Pipeline
A class to create and execute a data processing pipeline for pandas DataFrames. This pipeline applies a sequence of functions to a DataFrame, where the output of one function serves as the input for the next. It ensures type consistency and provides runtime validation for the function chain.
Example Usage:
Let’s illustrate how to define a data processing pipeline using the Pipeline
class
and execute it on a pandas DataFrame.
import pandas as pd
import logging
from llm_etl_pipeline.transformation import Pipeline
# Define some sample transformation functions
def add_one_column(df: pd.DataFrame) -> pd.DataFrame:
"""Adds a 'value_plus_one' column."""
logger.info(f"Step: add_one_column received {len(df)} rows.")

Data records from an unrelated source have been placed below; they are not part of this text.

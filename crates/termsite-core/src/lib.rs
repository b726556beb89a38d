//! termsite core - command console and overlay state machines
//!
//! This crate provides the command interpreter, the controllers it drives
//! (playback, theme/font, window geometry), the boot sequence and the
//! session that serializes every mutation through one event queue.

pub mod audio;
pub mod boot;
pub mod command;
pub mod decoder;
pub mod input;
pub mod interpreter;
pub mod output;
pub mod playback;
pub mod registry;
pub mod session;
pub mod tasks;
pub mod theme;
pub mod window;

pub use audio::DeviceAudio;
pub use boot::{ BootSequence, BootState };
pub use command::{ Command, CommandError, MusicAction };
pub use interpreter::{ Interpreter, Navigator };
pub use playback::{ AudioResource, PlaybackController, PlaybackError, PlaybackState, Track };
pub use session::{ event_channel, Event, Session, Snapshot };
pub use theme::{ Theme, ThemeCycler, ThemeState };
pub use window::{ GeometryState, Position, Size, WindowController };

df['value_plus_one'] = df['value'] + 1
print(f"After add_one_column:\n{df}\n")
return df
def multiply_by_two_column(df: pd.DataFrame) -> pd.DataFrame:
"""Multiplies the 'value_plus_one' column by 2."""
logger.info(f"Step: multiply_by_two_column received {len(df)} rows.")
df['value_times_two'] = df['value_plus_one'] * 2
print(f"After multiply_by_two_column:\n{df}\n")
return df
def filter_rows(df: pd.DataFrame) -> pd.DataFrame:
"""Filters rows where 'value' is greater than 1."""
logger.info(f"Step: filter_rows received {len(df)} rows.")
filtered_df = df[df['value'] > 1]
print(f"After filter_rows:\n{filtered_df}\n")
return filtered_df
# Create an initial DataFrame
initial_df = pd.DataFrame({
'id': [1, 2, 3, 4],
'value': [10, 20, 5, 15]
})
pipeline = Pipeline(
functions=[
add_one_column,
filter_rows,
multiply_by_two_column # Note: filter_rows might remove data needed by subsequent steps
# This ordering will make multiply_by_two_column operate on a potentially smaller DF
]
)
final_df = pipeline.run(initial_df.copy())
API Reference
- class llm_etl_pipeline.Pipeline(**data)[source]
Bases:
BaseModel
A class to create and execute a data processing pipeline for pandas DataFrames.
This pipeline applies a sequence of functions to a DataFrame, where the output of one function serves as the input for the next. It ensures type consistency and provides runtime validation for the function chain.
- Parameters:
functions (List[Callable[[Annotated[DataFrame, InstanceOf(), BeforeValidator(func=~llm_etl_pipeline.typings.internal.validators._ensure_dataframe_type, json_schema_input_type=PydanticUndefined), AfterValidator(func=~llm_etl_pipeline.typings.internal.validators._validate_non_empty_dataframe)], Any], Annotated[DataFrame, InstanceOf(), BeforeValidator(func=~llm_etl_pipeline.typings.internal.validators._ensure_dataframe_type, json_schema_input_type=PydanticUndefined), AfterValidator(func=~llm_etl_pipeline.typings.internal.validators._validate_non_empty_dataframe)]]])
- functions
A list of callable functions that represent the steps in the pipeline. Each function is expected to accept a pandas DataFrame (specifically NonEmptyDataFrame or pd.DataFrame) as its first argument and return a pandas DataFrame (NonEmptyDataFrame or pd.DataFrame). Functions can optionally accept additional Any arguments, but at least one DataFrame-typed argument is required. Defaults to an empty list.
- Type:
List[Callable[[NonEmptyDataFrame, Any], NonEmptyDataFrame]]
Create a new model by parsing and validating input data from keyword arguments.
Raises [ValidationError][pydantic_core.ValidationError] if the input data cannot be validated to form a valid model.
self is explicitly positional-only to allow self as a field name.
-
functions:
typing.List
[typing.Callable
[[typing.Annotated
[pandas.core.frame.DataFrame
],typing.Any
],typing.Annotated
[pandas.core.frame.DataFrame
]]]
- run(input_df)[source]
Executes the defined pipeline of functions on the provided DataFrame.
The input_df is passed as the initial input to the first function. The output DataFrame from each function is then passed as the input to the subsequent function in the functions list. A runtime check ensures that each function indeed returns a pandas.DataFrame.
- Parameters:
input_df (NonEmptyDataFrame) – The initial pandas DataFrame to start the pipeline processing.
- Returns:
The final DataFrame after all functions in the pipeline have been successfully executed.
- Return type:
pd.DataFrame
- Raises:
TypeError – If any function in the pipeline returns a value that is not an instance of pandas.DataFrame.
Exception – Re-raises any other exceptions that occur during the execution of individual functions within the pipeline.